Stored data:
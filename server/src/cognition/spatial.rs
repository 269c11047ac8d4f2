//
// Copyright 2026 Hans W. Uhlig. All Rights Reserved.
//
// Licensed under the Apache License, Version 2.0 (the "License");
// you may not use this file except in compliance with the License.
// You may obtain a copy of the License at
//
//      http://www.apache.org/licenses/LICENSE-2.0
//
// Unless required by applicable law or agreed to in writing, software
// distributed under the License is distributed on an "AS IS" BASIS,
// WITHOUT WARRANTIES OR CONDITIONS OF ANY KIND, either express or implied.
// See the License for the specific language governing permissions and
// limitations under the License.
//

//! Per-agent spatial memory
//!
//! Each agent carries its own map of the world, refreshed only for tiles
//! inside its vision radius. Stale knowledge is a feature: an agent plans
//! against the world as it last saw it, not as it is.

use crate::world::grid::TileGrid;
use duskmoor_common::position::Position;
use serde::{Deserialize, Serialize};
use std::collections::{BTreeMap, BTreeSet, VecDeque};

/// Suffix appended to sector names the agent believes hold the relic
const RELIC_NOTE: &str = " (The relic is here)";

/// What an agent knows about one tile
#[derive(Debug, Clone, PartialEq, Serialize, Deserialize)]
pub struct TileKnowledge {
    pub walkable: bool,
    pub sector: String,
    pub object: Option<String>,
    pub has_relic: bool,
}

/// An agent's private map of the world
#[derive(Debug, Clone, Default, Serialize, Deserialize)]
pub struct SpatialMemory {
    tiles: BTreeMap<Position, TileKnowledge>,
}

impl SpatialMemory {
    /// Create an empty spatial memory
    pub fn new() -> Self {
        Self::default()
    }

    /// Seed knowledge of every tile from the world as it currently stands.
    /// Agents start with full knowledge of the static layout; it drifts out
    /// of date as the world changes outside their vision.
    pub fn seed_from_grid(grid: &TileGrid) -> Self {
        let mut memory = Self::new();
        for position in grid.positions() {
            if let Some(tile) = grid.tile(position) {
                memory.update(
                    position,
                    TileKnowledge {
                        walkable: tile.walkable,
                        sector: grid.sector_name(position).to_string(),
                        object: tile.object.as_ref().map(|object| object.name.clone()),
                        has_relic: tile.has_relic,
                    },
                );
            }
        }
        memory
    }

    /// Record what a tile looks like now
    pub fn update(&mut self, position: Position, knowledge: TileKnowledge) {
        self.tiles.insert(position, knowledge);
    }

    /// What the agent remembers about a tile
    pub fn knowledge(&self, position: Position) -> Option<&TileKnowledge> {
        self.tiles.get(&position)
    }

    pub fn known_tile_count(&self) -> usize {
        self.tiles.len()
    }

    /// Distinct known sector names. Sectors believed to hold the relic are
    /// annotated so planning prompts can steer toward it.
    pub fn known_sectors(&self) -> Vec<String> {
        let mut relic_sectors: BTreeSet<&str> = BTreeSet::new();
        let mut sectors: BTreeSet<&str> = BTreeSet::new();
        for knowledge in self.tiles.values() {
            if knowledge.sector.is_empty() {
                continue;
            }
            sectors.insert(knowledge.sector.as_str());
            if knowledge.has_relic {
                relic_sectors.insert(knowledge.sector.as_str());
            }
        }
        sectors
            .into_iter()
            .map(|sector| {
                if relic_sectors.contains(sector) {
                    format!("{sector}{RELIC_NOTE}")
                } else {
                    sector.to_string()
                }
            })
            .collect()
    }

    /// Distinct object names the agent knows about in a sector
    pub fn objects_in_sector(&self, sector: &str) -> Vec<String> {
        let sector = sector_base(sector);
        let mut objects: BTreeSet<&str> = BTreeSet::new();
        for knowledge in self.tiles.values() {
            if knowledge.sector == sector {
                if let Some(object) = knowledge.object.as_deref() {
                    objects.insert(object);
                }
            }
        }
        objects.into_iter().map(str::to_string).collect()
    }

    /// Breadth-first search over known tiles for the closest tile in
    /// `sector` holding `object`. Matching tiles are returned, not walked
    /// through; unknown and unwalkable tiles are not expanded, except the
    /// start tile the seeker stands on.
    pub fn find_closest_object_by_path(
        &self,
        start: Position,
        sector: &str,
        object: &str,
    ) -> Option<Position> {
        let sector = sector_base(sector);
        let mut visited: BTreeSet<Position> = BTreeSet::new();
        let mut frontier: VecDeque<Position> = VecDeque::new();
        visited.insert(start);
        frontier.push_back(start);
        while let Some(current) = frontier.pop_front() {
            let Some(knowledge) = self.tiles.get(&current) else {
                continue;
            };
            if knowledge.sector == sector && knowledge.object.as_deref() == Some(object) {
                return Some(current);
            }
            if current != start && !knowledge.walkable {
                continue;
            }
            for next in current.neighbors() {
                if visited.insert(next) && self.tiles.contains_key(&next) {
                    frontier.push_back(next);
                }
            }
        }
        None
    }
}

/// Strip the relic annotation a service response may echo back
pub fn sector_base(name: &str) -> &str {
    name.strip_suffix(RELIC_NOTE).unwrap_or(name).trim()
}

#[cfg(test)]
mod tests {
    use super::*;
    use crate::world::events::EventBus;
    use crate::world::grid::SectorBand;
    use crate::world::tile::{Tile, TileObject};

    fn seeded() -> SpatialMemory {
        let mut grid = TileGrid::new(
            4,
            4,
            vec![
                SectorBand::new("Street", 0, 1),
                SectorBand::new("Manor", 2, 3),
            ],
            EventBus::new(),
        );
        grid.set_tile(
            Position::new(3, 3),
            Tile {
                walkable: false,
                object: Some(TileObject::new("relic chest", "A heavy iron chest.")),
                has_relic: true,
                ..Default::default()
            },
        );
        grid.set_tile(
            Position::new(0, 2),
            Tile {
                walkable: false,
                object: Some(TileObject::new("desk", "A writing desk.")),
                ..Default::default()
            },
        );
        SpatialMemory::seed_from_grid(&grid)
    }

    #[test]
    fn test_seed_covers_grid() {
        let memory = seeded();
        assert_eq!(memory.known_tile_count(), 16);
        let chest = memory.knowledge(Position::new(3, 3)).unwrap();
        assert!(chest.has_relic);
        assert_eq!(chest.object.as_deref(), Some("relic chest"));
        assert_eq!(chest.sector, "Manor");
    }

    #[test]
    fn test_knowledge_goes_stale_until_updated() {
        let mut memory = seeded();
        // The world changes; the agent has not seen it yet.
        assert!(memory.knowledge(Position::new(1, 1)).unwrap().walkable);
        memory.update(
            Position::new(1, 1),
            TileKnowledge {
                walkable: false,
                sector: "Street".to_string(),
                object: None,
                has_relic: false,
            },
        );
        assert!(!memory.knowledge(Position::new(1, 1)).unwrap().walkable);
    }

    #[test]
    fn test_known_sectors_annotates_relic() {
        let memory = seeded();
        assert_eq!(
            memory.known_sectors(),
            vec!["Manor (The relic is here)".to_string(), "Street".to_string()]
        );
    }

    #[test]
    fn test_sector_base_strips_annotation() {
        assert_eq!(sector_base("Manor (The relic is here)"), "Manor");
        assert_eq!(sector_base("Manor"), "Manor");
    }

    #[test]
    fn test_objects_in_sector() {
        let memory = seeded();
        assert_eq!(
            memory.objects_in_sector("Manor"),
            vec!["desk".to_string(), "relic chest".to_string()]
        );
        assert_eq!(
            memory.objects_in_sector("Manor (The relic is here)"),
            vec!["desk".to_string(), "relic chest".to_string()]
        );
        assert!(memory.objects_in_sector("Street").is_empty());
    }

    #[test]
    fn test_find_closest_object_by_path() {
        let memory = seeded();
        assert_eq!(
            memory.find_closest_object_by_path(Position::new(3, 0), "Manor", "relic chest"),
            Some(Position::new(3, 3))
        );
        assert_eq!(
            memory.find_closest_object_by_path(Position::new(3, 0), "Manor", "fountain"),
            None
        );
    }

    #[test]
    fn test_search_does_not_pass_through_blocked_tiles() {
        let mut memory = SpatialMemory::new();
        // A 1x4 corridor with a wall between the seeker and the desk.
        for x in 0..4 {
            memory.update(
                Position::new(x, 0),
                TileKnowledge {
                    walkable: x != 1,
                    sector: "Hall".to_string(),
                    object: if x == 3 { Some("desk".to_string()) } else { None },
                    has_relic: false,
                },
            );
        }
        assert_eq!(
            memory.find_closest_object_by_path(Position::new(0, 0), "Hall", "desk"),
            None
        );
        // Standing on a blocked tile still allows stepping off it.
        assert_eq!(
            memory.find_closest_object_by_path(Position::new(1, 0), "Hall", "desk"),
            Some(Position::new(3, 0))
        );
    }
}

**ABOUT THIS EXERCISE**
Where a line above holds the string "TileKnowledge", copy that line.

**RESULT OF THE TASK**
pub struct TileKnowledge {
    tiles: BTreeMap<Position, TileKnowledge>,
                    TileKnowledge {
    pub fn update(&mut self, position: Position, knowledge: TileKnowledge) {
    pub fn knowledge(&self, position: Position) -> Option<&TileKnowledge> {
            TileKnowledge {
                TileKnowledge {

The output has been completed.